Los inversores prevén que las mayores sorpresas negativas surjan precisamente entre la banca alemana e italiana. La banca española, que aún debe sacudirse de forma oficial el estigma del rescate, también está en el foco, como demostró la caída en Bolsa de ayer. Según prevén en el propio sector, la lupa del BCE se pondrá ahora en hipotecas, crédito a pymes y en refinanciaciones, el segmento de crédito en el que podría aflorar nueva morosidad.

La banca española confía en superar la nueva prueba sin apuros pero teme que el ejercicio de transparencia no se realice en igualdad de condiciones para el conjunto de la banca europea y deje en desventaja a la española. “No vamos a poner en duda el análisis que haga el supervisor de los activos que considere de mayor riesgo, aunque el criterio debe ser homogéneo”, señalan en un banco español. Pero el BCE no detalló ayer cuál debe ser el criterio para contabilizar los activos ponderados por riesgo y dejó entrever que no habrá cambios en ese sentido y que no interferirá en un terreno que ahora es materia de los reguladores nacionales, con notables diferencias entre países. De momento, la ABE solo ha armonizado la definición de crédito moroso y refinanciado, punto de partida obligado para una comparativa fiable.

Draghi exige a Almunia "que aplique lo que ha escrito"

El Banco Central Europeo reconoce que el chequeo de la banca no logrará convencer a los mercados si no se preparan por adelantado los fondos públicos necesarios para cubrir las necesidades de capital que surjan y que no puedan cubrirse con capial privado. “En 2009, [cuando EE UU hizo un ejercicio de limpieza similar], la Reserva Federal puso muchísimo énfasis en la existencia de un cortafuegos y esa información fue clave para el éxito de la operación”, recordó ayer en Francfort el director general de Estabilidad Financiera del BCE, Ignazio Angeloni, tras dar el pistoletazo de salida al chequeo de la banca europea.
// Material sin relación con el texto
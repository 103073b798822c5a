//! Built-in profiles and conversions against lcms2
//!
//! The built-ins are rebuilt in lcms2 from their published definitions. The
//! lcms2 ICC bytes are parsed back with moxcms so colorants can be compared
//! in the same representation.

use glass_core::{BuiltinProfile, ColorProfile, Image};
use glass_tests::compare_rgb_buffers;
use glass_tests::patterns::{TestPattern, generate_pattern, pattern_image, sizes};
use glass_tests::reference::{icc_bytes, lcms2_builtin, transform_lcms2};

/// Colorants are stored as s15Fixed16 by lcms2
const COLORANT_TOLERANCE: f64 = 1e-3;

/// Maximum per-channel difference in 8-bit output codes
const CODE_TOLERANCE: u8 = 2;

const RGB_BUILTINS: [BuiltinProfile; 4] = [
    BuiltinProfile::AdobeRgb1998,
    BuiltinProfile::AppleRgb,
    BuiltinProfile::ColorMatchRgb,
    BuiltinProfile::Srgb,
];

#[test]
fn test_builtin_colorants_match_lcms2() {
    for which in RGB_BUILTINS {
        let reference = lcms2_builtin(which).expect("lcms2 profile");
        let parsed = moxcms::ColorProfile::new_from_slice(&icc_bytes(&reference).unwrap())
            .expect("moxcms parse of lcms2 output");
        let ours = which.load();
        let ours = ours.inner();

        let pairs = [
            ("red", ours.red_colorant, parsed.red_colorant),
            ("green", ours.green_colorant, parsed.green_colorant),
            ("blue", ours.blue_colorant, parsed.blue_colorant),
        ];
        for (channel, a, b) in pairs {
            let diff = (a.x - b.x).abs().max((a.y - b.y).abs()).max((a.z - b.z).abs());
            assert!(
                diff < COLORANT_TOLERANCE,
                "{} {} colorant: ours={:?} lcms2={:?}",
                which,
                channel,
                a,
                b
            );
        }
    }
}

#[test]
fn test_builtins_are_not_equivalent_to_each_other() {
    for a in RGB_BUILTINS {
        for b in RGB_BUILTINS {
            assert_eq!(a.load().is_equivalent(&b.load()), a == b, "{} vs {}", a, b);
        }
    }
}

#[test]
fn test_adobe_to_srgb_matches_lcms2() {
    let adobe = lcms2_builtin(BuiltinProfile::AdobeRgb1998).unwrap();
    let srgb = lcms2_builtin(BuiltinProfile::Srgb).unwrap();
    let (w, h) = sizes::SMALL;

    for pattern in TestPattern::COLOR {
        let input = generate_pattern(pattern, w as usize, h as usize);
        let expected = transform_lcms2(&adobe, &srgb, &input).unwrap();

        let mut image = Image::new(pattern_image(pattern, w, h))
            .with_color_profile(ColorProfile::new_adobe_rgb_1998());
        image.add_profile(ColorProfile::new_srgb()).unwrap();
        let actual = image.pixels().to_rgb8().into_raw();

        let stats = compare_rgb_buffers(&expected, &actual);
        assert!(
            stats.within(CODE_TOLERANCE),
            "pattern {:?}: {}",
            pattern,
            stats.to_json()
        );
    }
}

#[test]
fn test_srgb_to_gamma_18_builtins_match_lcms2() {
    let srgb = lcms2_builtin(BuiltinProfile::Srgb).unwrap();
    let (w, h) = sizes::TINY;

    for which in [BuiltinProfile::AppleRgb, BuiltinProfile::ColorMatchRgb] {
        let target = lcms2_builtin(which).unwrap();
        for pattern in TestPattern::COLOR {
            let input = generate_pattern(pattern, w as usize, h as usize);
            let expected = transform_lcms2(&srgb, &target, &input).unwrap();

            let mut image =
                Image::new(pattern_image(pattern, w, h)).with_color_profile(ColorProfile::new_srgb());
            image.add_profile(which.load()).unwrap();
            let actual = image.pixels().to_rgb8().into_raw();

            let stats = compare_rgb_buffers(&expected, &actual);
            assert!(
                stats.within(CODE_TOLERANCE),
                "{} pattern {:?}: {}",
                which,
                pattern,
                stats.to_json()
            );
        }
    }
}

#[test]
fn test_srgb_to_srgb_is_untouched() {
    let (w, h) = sizes::SMALL;
    let source = pattern_image(TestPattern::Random(7), w, h);
    let mut image = Image::new(source.clone()).with_color_profile(ColorProfile::new_srgb());
    image.add_profile(ColorProfile::new_srgb()).unwrap();
    assert_eq!(image.pixels().to_rgb8(), source.to_rgb8());
}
Angeloni aseguró que los ministros de Economía y Finanzas de la UE son conscientes de que deben preparar esos fondos públicos, aunque también admitió que todavía no hay acuerdo ni sobre su configuración ni sobre el momento en que deberían intervenir.

El comisario europeo de Competencia, Joaquín Almunia, defiende que la entrada de capital público solo debe producirse después de que accionistas, acreedores y preferentistas hayan absorbido parte de las pérdidas. El BCE, en cambio, reclama que se exima de las pérdidas a la deuda subordinada (preferentes) cuando un banco solo necesite ayuda para cumplir el baremo del test de estrés y no para garantizar su viabilidad.

Angeloni aseguró ayer que las directrices de ayudas de estado de la CE que entraron en vigor el pasado 1 de agosto permiten esa salvedad. “Las escribieron ellos [en el departamento de Almunia] así que lo único que tienen que hacer es aplicarlas”, señaló tajante el ejecutivo italiano.

Angeloni recordó que el artículo 45 de esas directrices “no menciona que se aplique caso por caso, sino que se refiere a riesgos potenciales, lo cual es muy importante”. El BCE cree que la imposición de pérdidas a preferentistas de manera generalizada sería uno de esos riesgos, al poner en peligro la estabilidad financiera. Varios países, incluida España, se decantan ya por esa interpretación, según fuentes diplomáticas.